***** Material supplied *****

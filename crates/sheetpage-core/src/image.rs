//! Embedded images

/// A raster image anchored to the cell grid
#[derive(Debug, Clone, PartialEq)]
#[cfg_attr(feature = "serde", derive(serde::Serialize, serde::Deserialize))]
pub struct Image {
    /// Image identifier as assigned by the decoder
    pub id: String,
    /// File extension of the raster payload ("png", "jpeg", ...)
    pub extension: String,
    /// Raw image bytes
    pub data: Vec<u8>,
    /// Placement on the grid
    pub anchor: ImageAnchor,
}

impl Image {
    /// Create an image with a two-cell anchor
    pub fn new<S: Into<String>, E: Into<String>>(
        id: S,
        extension: E,
        data: Vec<u8>,
        from: AnchorPoint,
        to: Option<AnchorPoint>,
    ) -> Self {
        Self {
            id: id.into(),
            extension: extension.into(),
            data,
            anchor: ImageAnchor { from, to },
        }
    }
}

/// Two-cell anchor: top-left and (when known) bottom-right corner
#[derive(Debug, Clone, Copy, PartialEq)]
#[cfg_attr(feature = "serde", derive(serde::Serialize, serde::Deserialize))]
pub struct ImageAnchor {
    pub from: AnchorPoint,
    pub to: Option<AnchorPoint>,
}

/// A corner position: a cell plus a pixel offset inside that cell
#[derive(Debug, Clone, Copy, PartialEq, Default)]
#[cfg_attr(feature = "serde", derive(serde::Serialize, serde::Deserialize))]
pub struct AnchorPoint {
    pub row: u32,
    pub col: u16,
    /// Offset down from the cell's top edge, in pixels
    #[cfg_attr(feature = "serde", serde(default))]
    pub row_offset: f64,
    /// Offset right from the cell's left edge, in pixels
    #[cfg_attr(feature = "serde", serde(default))]
    pub col_offset: f64,
}

impl AnchorPoint {
    /// Anchor at a cell's top-left corner
    pub fn at(row: u32, col: u16) -> Self {
        Self {
            row,
            col,
            row_offset: 0.0,
            col_offset: 0.0,
        }
    }

    /// Set pixel offsets inside the anchor cell
    pub fn with_offset(mut self, row_offset: f64, col_offset: f64) -> Self {
        self.row_offset = row_offset;
        self.col_offset = col_offset;
        self
    }
}
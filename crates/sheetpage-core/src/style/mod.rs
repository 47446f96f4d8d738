//! Cell styling types
//!
//! This module contains types for cell formatting:
//! - [`Style`] - Complete cell style, every part optional
//! - [`FontStyle`] - Font settings
//! - [`FillStyle`] - Background fill
//! - [`BorderStyle`] - Cell borders
//! - [`Alignment`] - Text alignment
//! - [`Color`] - Color representation

mod alignment;
mod border;
mod color;
mod fill;
mod font;

pub use alignment::{Alignment, HorizontalAlignment, VerticalAlignment};
pub use border::{BorderEdge, BorderLineStyle, BorderStyle};
pub use color::Color;
pub use fill::{FillStyle, GradientStop, PatternType};
pub use font::{FontStyle, Underline};

/// Complete cell style as handed over by the workbook decoder
///
/// Absent parts fall back to defaults during conversion.
#[derive(Debug, Clone, PartialEq, Default)]
#[cfg_attr(feature = "serde", derive(serde::Serialize, serde::Deserialize))]
#[cfg_attr(feature = "serde", serde(default))]
pub struct Style {
    /// Font settings
    pub font: Option<FontStyle>,
    /// Fill/background settings
    pub fill: Option<FillStyle>,
    /// Border settings
    pub border: Option<BorderStyle>,
    /// Text alignment
    pub alignment: Option<Alignment>,
    /// Number format code (e.g. "0.00", "#,##0", "0%")
    pub number_format: Option<String>,
}

impl Style {
    /// Create a new empty style
    pub fn new() -> Self {
        Self::default()
    }

    fn font_or_default(&mut self) -> &mut FontStyle {
        self.font.get_or_insert_with(FontStyle::default)
    }

    /// Set font to bold
    pub fn bold(mut self, bold: bool) -> Self {
        self.font_or_default().bold = bold;
        self
    }

    /// Set font to italic
    pub fn italic(mut self, italic: bool) -> Self {
        self.font_or_default().italic = italic;
        self
    }

    /// Set font size in points
    pub fn font_size(mut self, size: f64) -> Self {
        self.font_or_default().size = size;
        self
    }

    /// Set font name
    pub fn font_name<S: Into<String>>(mut self, name: S) -> Self {
        self.font_or_default().name = name.into();
        self
    }

    /// Set font color
    pub fn font_color(mut self, color: Color) -> Self {
        self.font_or_default().color = color;
        self
    }

    /// Set fill color (solid fill)
    pub fn fill_color(mut self, color: Color) -> Self {
        self.fill = Some(FillStyle::Solid { color });
        self
    }

    /// Set the border
    pub fn with_border(mut self, border: BorderStyle) -> Self {
        self.border = Some(border);
        self
    }

    /// Set number format string
    pub fn number_format<S: Into<String>>(mut self, format: S) -> Self {
        self.number_format = Some(format.into());
        self
    }

    /// Set horizontal alignment
    pub fn horizontal_alignment(mut self, align: HorizontalAlignment) -> Self {
        self.alignment.get_or_insert_with(Alignment::default).horizontal = align;
        self
    }

    /// Set vertical alignment
    pub fn vertical_alignment(mut self, align: VerticalAlignment) -> Self {
        self.alignment.get_or_insert_with(Alignment::default).vertical = align;
        self
    }

    /// Enable text wrapping
    pub fn wrap_text(mut self, wrap: bool) -> Self {
        self.alignment.get_or_insert_with(Alignment::default).wrap_text = wrap;
        self
    }

    /// True when any border side has a line style other than `None`
    pub fn has_visible_border(&self) -> bool {
        self.border.as_ref().is_some_and(BorderStyle::has_visible_edge)
    }

    /// True when a fill is present and is not a "no pattern" pattern fill
    pub fn has_fill(&self) -> bool {
        self.fill.as_ref().is_some_and(|f| !f.is_none())
    }
}
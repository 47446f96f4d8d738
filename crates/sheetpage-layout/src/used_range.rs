//! Used-range calculation

use sheetpage_core::{Cell, CellRange, Worksheet};

/// Inclusive bounding box of all effective cells of a sheet
#[derive(Debug, Clone, Copy, PartialEq, Eq, Default)]
pub struct UsedRange {
    pub min_row: u32,
    pub max_row: u32,
    pub min_col: u16,
    pub max_col: u16,
}

impl UsedRange {
    /// Smallest box holding every effective cell, or `None` for a sheet
    /// without any
    pub fn find(sheet: &Worksheet) -> Option<Self> {
        sheet
            .iter_cells()
            .filter(|c| c.is_effective())
            .fold(None, |acc: Option<UsedRange>, cell| {
                Some(match acc {
                    None => UsedRange::at(cell),
                    Some(r) => r.extend(cell),
                })
            })
    }

    /// Like [`find`](Self::find), but an empty sheet yields the
    /// degenerate `{0, 0, 0, 0}` box
    pub fn compute(sheet: &Worksheet) -> Self {
        Self::find(sheet).unwrap_or_default()
    }

    pub fn to_cell_range(&self) -> CellRange {
        CellRange::from_indices(self.min_row, self.min_col, self.max_row, self.max_col)
    }

    fn at(cell: &Cell) -> Self {
        Self {
            min_row: cell.row,
            max_row: cell.row,
            min_col: cell.col,
            max_col: cell.col,
        }
    }

    fn extend(self, cell: &Cell) -> Self {
        Self {
            min_row: self.min_row.min(cell.row),
            max_row: self.max_row.max(cell.row),
            min_col: self.min_col.min(cell.col),
            max_col: self.max_col.max(cell.col),
        }
    }
}

#[cfg(test)]
mod tests {
    use super::*;
    use sheetpage_core::{BorderLineStyle, BorderStyle, Color, FillStyle, PatternType, Style};

    #[test]
    fn test_empty_sheet_is_degenerate() {
        let ws = Worksheet::new("Empty");
        assert_eq!(UsedRange::find(&ws), None);
        assert_eq!(UsedRange::compute(&ws), UsedRange::default());
    }

    #[test]
    fn test_single_cell() {
        let mut ws = Worksheet::new("S");
        ws.set_cell_value_at(7, 3, "x").unwrap();
        assert_eq!(
            UsedRange::compute(&ws),
            UsedRange {
                min_row: 7,
                max_row: 7,
                min_col: 3,
                max_col: 3
            }
        );
    }

    #[test]
    fn test_styles_count_but_font_only_does_not() {
        let mut ws = Worksheet::new("S");
        ws.set_cell_style_at(1, 1, &Style::new().bold(true)).unwrap();
        ws.set_cell_value_at(0, 5, "").unwrap();
        assert_eq!(UsedRange::find(&ws), None);

        ws.set_cell_style_at(
            2,
            4,
            &Style::new().with_border(BorderStyle::new().with_bottom(BorderLineStyle::Thin, Color::Auto)),
        )
        .unwrap();
        ws.set_cell_style_at(
            9,
            2,
            &Style {
                fill: Some(FillStyle::solid(Color::RED)),
                ..Default::default()
            },
        )
        .unwrap();
        ws.set_cell_style_at(
            20,
            20,
            &Style {
                fill: Some(FillStyle::pattern(PatternType::None, Color::RED, Color::RED)),
                ..Default::default()
            },
        )
        .unwrap();

        assert_eq!(
            UsedRange::find(&ws),
            Some(UsedRange {
                min_row: 2,
                max_row: 9,
                min_col: 2,
                max_col: 4
            })
        );
    }
}
//! Fill/background style types

use super::Color;

/// Fill style for cell background
#[derive(Debug, Clone, PartialEq)]
#[cfg_attr(feature = "serde", derive(serde::Serialize, serde::Deserialize))]
#[cfg_attr(feature = "serde", serde(tag = "type", rename_all = "snake_case"))]
pub enum FillStyle {
    /// Solid color fill
    Solid { color: Color },

    /// Pattern fill
    Pattern {
        pattern: PatternType,
        foreground: Color,
        background: Color,
    },

    /// Gradient fill
    Gradient { angle: f64, stops: Vec<GradientStop> },
}

impl FillStyle {
    /// Create a solid fill with the given color
    pub fn solid(color: Color) -> Self {
        FillStyle::Solid { color }
    }

    /// Create a pattern fill
    pub fn pattern(pattern: PatternType, foreground: Color, background: Color) -> Self {
        FillStyle::Pattern {
            pattern,
            foreground,
            background,
        }
    }

    /// A pattern fill whose pattern is `None` paints nothing
    pub fn is_none(&self) -> bool {
        matches!(
            self,
            FillStyle::Pattern {
                pattern: PatternType::None,
                ..
            }
        )
    }

    /// The single color a flat renderer should paint for this fill
    pub fn representative_color(&self) -> Option<Color> {
        match self {
            FillStyle::Solid { color } => Some(*color),
            FillStyle::Pattern {
                pattern: PatternType::None,
                ..
            } => None,
            FillStyle::Pattern { foreground, .. } => Some(*foreground),
            FillStyle::Gradient { stops, .. } => stops.first().map(|s| s.color),
        }
    }
}

/// Pattern fill types
#[derive(Debug, Clone, Copy, PartialEq, Eq, Hash, Default)]
#[cfg_attr(feature = "serde", derive(serde::Serialize, serde::Deserialize))]
#[cfg_attr(feature = "serde", serde(rename_all = "camelCase"))]
pub enum PatternType {
    /// No pattern
    #[default]
    None,
    /// Solid (100% foreground)
    Solid,
    /// 50% gray
    MediumGray,
    /// 75% gray
    DarkGray,
    /// 25% gray
    LightGray,
    /// 12.5% gray
    Gray125,
    /// 6.25% gray
    Gray0625,
    /// Any of the striped / grid / trellis patterns
    Hatched,
}

/// Gradient stop (position and color)
#[derive(Debug, Clone, PartialEq)]
#[cfg_attr(feature = "serde", derive(serde::Serialize, serde::Deserialize))]
pub struct GradientStop {
    /// Position (0.0 to 1.0)
    pub position: f64,
    /// Color at this position
    pub color: Color,
}

impl GradientStop {
    /// Create a new gradient stop
    pub fn new(position: f64, color: Color) -> Self {
        Self { position, color }
    }
}
//! Cell value types

use chrono::NaiveDateTime;
use std::fmt;

use crate::style::FontStyle;

/// The pre-evaluated value stored in a cell
///
/// Formulas are never recomputed; a formula cell carries its cached result
/// here and its source text in [`Cell::formula`](crate::Cell::formula).
#[derive(Debug, Clone, PartialEq, Default)]
#[cfg_attr(feature = "serde", derive(serde::Serialize, serde::Deserialize))]
#[cfg_attr(feature = "serde", serde(tag = "type", content = "value", rename_all = "snake_case"))]
pub enum CellValue {
    /// Empty cell (no value)
    #[default]
    Empty,

    /// String value
    String(String),

    /// Numeric value
    Number(f64),

    /// Boolean value (TRUE/FALSE)
    Boolean(bool),

    /// Date/time value
    Date(NaiveDateTime),

    /// Rich text: ordered runs with per-run font overrides
    RichText(Vec<RichTextRun>),

    /// Error value (#VALUE!, #REF!, etc.)
    Error(CellError),
}

impl CellValue {
    /// Create a new string value
    pub fn string<S: Into<String>>(s: S) -> Self {
        CellValue::String(s.into())
    }

    /// Check if the cell is empty
    ///
    /// Empty strings and rich text without any text count as empty.
    pub fn is_empty(&self) -> bool {
        match self {
            CellValue::Empty => true,
            CellValue::String(s) => s.is_empty(),
            CellValue::RichText(runs) => runs.iter().all(|r| r.text.is_empty()),
            _ => false,
        }
    }

    /// Try to get the value as a number
    pub fn as_number(&self) -> Option<f64> {
        match self {
            CellValue::Number(n) => Some(*n),
            _ => None,
        }
    }

    /// Try to get the value as a string slice
    pub fn as_string(&self) -> Option<&str> {
        match self {
            CellValue::String(s) => Some(s),
            _ => None,
        }
    }

    /// Plain text of a rich-text value (runs concatenated)
    pub fn rich_text_plain(&self) -> Option<String> {
        match self {
            CellValue::RichText(runs) => Some(runs.iter().map(|r| r.text.as_str()).collect()),
            _ => None,
        }
    }
}

impl From<bool> for CellValue {
    fn from(b: bool) -> Self {
        CellValue::Boolean(b)
    }
}

impl From<i32> for CellValue {
    fn from(n: i32) -> Self {
        CellValue::Number(n as f64)
    }
}

impl From<f64> for CellValue {
    fn from(n: f64) -> Self {
        CellValue::Number(n)
    }
}

impl From<&str> for CellValue {
    fn from(s: &str) -> Self {
        CellValue::string(s)
    }
}

impl From<String> for CellValue {
    fn from(s: String) -> Self {
        CellValue::String(s)
    }
}

impl From<NaiveDateTime> for CellValue {
    fn from(d: NaiveDateTime) -> Self {
        CellValue::Date(d)
    }
}

impl From<CellError> for CellValue {
    fn from(e: CellError) -> Self {
        CellValue::Error(e)
    }
}

/// One run of a rich-text value
#[derive(Debug, Clone, PartialEq, Default)]
#[cfg_attr(feature = "serde", derive(serde::Serialize, serde::Deserialize))]
pub struct RichTextRun {
    /// Run text
    pub text: String,
    /// Font override for this run (None = inherit the cell font)
    pub font: Option<FontStyle>,
}

impl RichTextRun {
    /// Create a run without a font override
    pub fn new<S: Into<String>>(text: S) -> Self {
        Self {
            text: text.into(),
            font: None,
        }
    }

    /// Set the font override
    pub fn with_font(mut self, font: FontStyle) -> Self {
        self.font = Some(font);
        self
    }
}

/// Excel error values
#[derive(Debug, Clone, Copy, PartialEq, Eq, Hash)]
#[cfg_attr(feature = "serde", derive(serde::Serialize, serde::Deserialize))]
pub enum CellError {
    /// #NULL! - Incorrect range operator
    Null,
    /// #DIV/0! - Division by zero
    Div0,
    /// #VALUE! - Wrong type of argument or operand
    Value,
    /// #REF! - Invalid cell reference
    Ref,
    /// #NAME? - Unrecognized formula name
    Name,
    /// #NUM! - Invalid numeric value
    Num,
    /// #N/A - Value not available
    Na,
}

impl CellError {
    /// Get the display string for this error
    pub fn as_str(&self) -> &'static str {
        match self {
            CellError::Null => "#NULL!",
            CellError::Div0 => "#DIV/0!",
            CellError::Value => "#VALUE!",
            CellError::Ref => "#REF!",
            CellError::Name => "#NAME?",
            CellError::Num => "#NUM!",
            CellError::Na => "#N/A",
        }
    }

    /// Parse an error string (case insensitive)
    pub fn parse(s: &str) -> Option<Self> {
        match s.to_uppercase().as_str() {
            "#NULL!" => Some(CellError::Null),
            "#DIV/0!" => Some(CellError::Div0),
            "#VALUE!" => Some(CellError::Value),
            "#REF!" => Some(CellError::Ref),
            "#NAME?" => Some(CellError::Name),
            "#NUM!" => Some(CellError::Num),
            "#N/A" => Some(CellError::Na),
            _ => None,
        }
    }
}

impl fmt::Display for CellError {
    fn fmt(&self, f: &mut fmt::Formatter<'_>) -> fmt::Result {
        write!(f, "{}", self.as_str())
    }
}
// SPDX-License-Identifier: PMPL-1.0-or-later
// Copyright (c) 2026 Jonathan D.A. Jewell (hyperpolymath) <jonathan.jewell@open.ac.uk>
//
// Stroke rasterization — incremental line stepping and the filled-disk brush
// stamped at every touch sample.

use super::buffer::BufferAccessor;
use super::image::RasterImage;
use super::intensity::Intensity;

impl<T: Intensity, B: BufferAccessor<T>> RasterImage<T, B> {
    /// Write `INK` at `(x, y)` if it lies on the raster; otherwise do nothing.
    pub fn put_pixel(&mut self, x: i32, y: i32) {
        self.put_pixel_wide(i64::from(x), i64::from(y));
    }

    fn put_pixel_wide(&mut self, x: i64, y: i64) {
        let (Ok(x), Ok(y)) = (usize::try_from(x), usize::try_from(y)) else {
            return;
        };
        let (width, height) = self.dimensions();
        if x < width && y < height {
            self[(x, y)] = T::INK;
        }
    }

    /// Rasterize the segment from `(x0, y0)` towards `(x1, y1)`.
    ///
    /// Integer Bresenham stepping along x only: `x` runs from `x0` while
    /// `x < x1`, so the end column is never drawn and nothing is drawn unless
    /// `x1 > x0`. `y` can only step downwards (increase). Vertical and
    /// right-to-left segments are not supported; the brush only ever draws
    /// left-to-right horizontal chords, and existing classifier weights were
    /// trained on exactly this output. Off-raster pixels are clipped.
    pub fn draw_line(&mut self, x0: i32, y0: i32, x1: i32, y1: i32) {
        self.draw_line_wide(
            i64::from(x0),
            i64::from(y0),
            i64::from(x1),
            i64::from(y1),
        );
    }

    // Touch samples may sit anywhere in i32, so the error terms and the
    // brush chord ends are carried in i64.
    fn draw_line_wide(&mut self, x0: i64, y0: i64, x1: i64, y1: i64) {
        let dx = x1 - x0;
        let dy = y1 - y0;

        let mut x = x0;
        let mut y = y0;
        let mut p = 2 * dy - dx;

        while x < x1 {
            self.put_pixel_wide(x, y);
            if p >= 0 {
                y += 1;
                p += 2 * dy - 2 * dx;
            } else {
                p += 2 * dy;
            }
            x += 1;
        }
    }

    /// Stamp a filled disk centred on `(x0, y0)`.
    ///
    /// Midpoint-circle stepping yields, per octant pair, the half-widths of
    /// four horizontal chords mirrored about both axes; each chord is filled
    /// with [`draw_line`](Self::draw_line). Because chords exclude their right
    /// end, the disk is one pixel narrower on the right than on the left.
    pub fn draw_circle(&mut self, x0: i32, y0: i32, radius: i32) {
        let (x0, y0, radius) = (i64::from(x0), i64::from(y0), i64::from(radius));
        let mut x = radius - 1;
        let mut y = 0;
        let mut dx = 1;
        let mut dy = 1;
        let mut err = dx - (radius << 1);

        while x >= y {
            self.draw_line_wide(x0 - x, y0 + y, x0 + x, y0 + y);
            self.draw_line_wide(x0 - y, y0 + x, x0 + y, y0 + x);
            self.draw_line_wide(x0 - x, y0 - y, x0 + x, y0 - y);
            self.draw_line_wide(x0 - y, y0 - x, x0 + y, y0 - x);

            if err <= 0 {
                y += 1;
                err += dy;
                dy += 2;
            } else {
                x -= 1;
                dx += 2;
                err += dx - (radius << 1);
            }
        }
    }
}

#[cfg(test)]
mod tests {
    use crate::raster::RasterImage;

    fn blank(width: usize, height: usize) -> RasterImage<u8> {
        let mut img = RasterImage::new(width, height).unwrap();
        img.clear();
        img
    }

    #[test]
    fn horizontal_line_excludes_end() {
        let mut img = blank(10, 10);
        img.draw_line(0, 0, 5, 0);

        for x in 0..5 {
            assert_eq!(img.pixel(x, 0), 255, "pixel ({x}, 0) should be inked");
        }
        assert_eq!(img.pixel(5, 0), 0);
        assert_eq!(img.foreground_count(), 5);
    }

    #[test]
    fn shallow_slope_steps_down() {
        let mut img = blank(10, 10);
        img.draw_line(0, 0, 4, 2);

        // dx=4, dy=2: p starts at 0, so y advances on every other column.
        assert_eq!(img.pixel(0, 0), 255);
        assert_eq!(img.pixel(1, 1), 255);
        assert_eq!(img.pixel(2, 1), 255);
        assert_eq!(img.pixel(3, 2), 255);
        assert_eq!(img.foreground_count(), 4);
    }

    #[test]
    fn reversed_or_vertical_segment_draws_nothing() {
        let mut img = blank(10, 10);
        img.draw_line(5, 0, 1, 0);
        img.draw_line(3, 0, 3, 8);
        assert_eq!(img.foreground_count(), 0);
    }

    #[test]
    fn line_is_clipped_to_raster() {
        let mut img = blank(4, 4);
        img.draw_line(-3, 2, 8, 2);
        assert_eq!(img.foreground_count(), 4);
        for x in 0..4 {
            assert_eq!(img.pixel(x, 2), 255);
        }
    }

    #[test]
    fn circle_is_filled() {
        let mut img = blank(40, 40);
        img.draw_circle(20, 20, 7);

        assert_eq!(img.pixel(20, 20), 255);
        // Left edge of the centre chord is x0 - (radius - 1).
        assert_eq!(img.pixel(14, 20), 255);
        assert_eq!(img.pixel(13, 20), 0);
        // Right edge stops one short of x0 + (radius - 1).
        assert_eq!(img.pixel(25, 20), 255);
        assert_eq!(img.pixel(26, 20), 0);
        // Nothing outside the radius.
        assert_eq!(img.pixel(20, 28), 0);
        assert_eq!(img.pixel(20, 12), 0);
        // Interior points off the axes are inked too (not a hollow ring).
        assert_eq!(img.pixel(18, 18), 255);
        assert_eq!(img.pixel(22, 23), 255);
    }

    #[test]
    fn circle_near_corner_is_clipped() {
        let mut img = blank(10, 10);
        img.draw_circle(0, 0, 4);
        assert_eq!(img.pixel(0, 0), 255);
        assert!(img.foreground_count() > 0);
        assert_eq!(img.pixel(9, 9), 0);
    }

    #[test]
    fn zero_radius_draws_nothing() {
        let mut img = blank(10, 10);
        img.draw_circle(5, 5, 0);
        assert_eq!(img.foreground_count(), 0);
    }

    #[test]
    fn extreme_touch_coordinates_are_clipped() {
        let mut img = blank(240, 240);
        img.draw_circle(i32::MAX - 3, 10, 7);
        img.draw_circle(i32::MIN + 2, i32::MAX, 7);
        img.draw_line(i32::MIN, 5, i32::MIN + 4, i32::MAX);
        assert_eq!(img.foreground_count(), 0);

        img.draw_circle(239, i32::MAX - 1, 7);
        assert_eq!(img.foreground_count(), 0);
    }

    #[test]
    fn lines_near_i32_limits_do_not_overflow() {
        let mut img = blank(4, 4);
        img.draw_line(i32::MAX - 1, 0, i32::MAX, 0);
        img.put_pixel(i32::MIN, i32::MAX);
        assert_eq!(img.foreground_count(), 0);
    }
}
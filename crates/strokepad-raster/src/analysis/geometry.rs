// SPDX-License-Identifier: PMPL-1.0-or-later
// Copyright (c) 2026 Jonathan D.A. Jewell (hyperpolymath) <jonathan.jewell@open.ac.uk>
//
// Bounding box and centroid of the strictly positive pixels of a raster.

use strokepad_core::error::{Result, StrokepadError};
use strokepad_core::types::{BoundingBox, Centroid};
use tracing::debug;

use crate::raster::{BufferAccessor, Intensity, RasterImage};

/// Smallest box containing every foreground pixel.
///
/// Returns `EmptyImage` when no pixel is strictly positive.
pub fn bounding_box<T: Intensity, B: BufferAccessor<T>>(
    img: &RasterImage<T, B>,
) -> Result<BoundingBox> {
    let (width, height) = img.dimensions();
    let mut bounds: Option<BoundingBox> = None;

    for x in 0..width {
        for y in 0..height {
            if !img.pixel(x, y).is_foreground() {
                continue;
            }
            bounds = Some(match bounds {
                None => BoundingBox {
                    x_min: x,
                    y_min: y,
                    x_max: x,
                    y_max: y,
                },
                Some(b) => BoundingBox {
                    x_min: b.x_min.min(x),
                    y_min: b.y_min.min(y),
                    x_max: b.x_max.max(x),
                    y_max: b.y_max.max(y),
                },
            });
        }
    }

    let bounds = bounds.ok_or(StrokepadError::EmptyImage)?;
    debug!(%bounds, "bounding box");
    Ok(bounds)
}

/// Truncated mean coordinate of the foreground pixels.
///
/// Returns `EmptyImage` instead of dividing by a zero count.
pub fn centroid<T: Intensity, B: BufferAccessor<T>>(img: &RasterImage<T, B>) -> Result<Centroid> {
    let (width, height) = img.dimensions();
    let mut sum_x: u64 = 0;
    let mut sum_y: u64 = 0;
    let mut count: u64 = 0;

    for x in 0..width {
        for y in 0..height {
            if img.pixel(x, y).is_foreground() {
                sum_x += x as u64;
                sum_y += y as u64;
                count += 1;
            }
        }
    }

    if count == 0 {
        return Err(StrokepadError::EmptyImage);
    }

    let centroid = Centroid {
        x: (sum_x / count) as usize,
        y: (sum_y / count) as usize,
    };
    debug!(x = centroid.x, y = centroid.y, count, "centroid");
    Ok(centroid)
}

*****

What to work on
Starting with the first line of the entries, transcribe every line up to and including the one with "File extension of".

Solution
filename crates/sheetpage-core/src/image.rs
//! Embedded images

/// A raster image anchored to the cell grid
#[derive(Debug, Clone, PartialEq)]
#[cfg_attr(feature = "serde", derive(serde::Serialize, serde::Deserialize))]
pub struct Image {
    /// Image identifier as assigned by the decoder
    pub id: String,
    /// File extension of the raster payload ("png", "jpeg", ...)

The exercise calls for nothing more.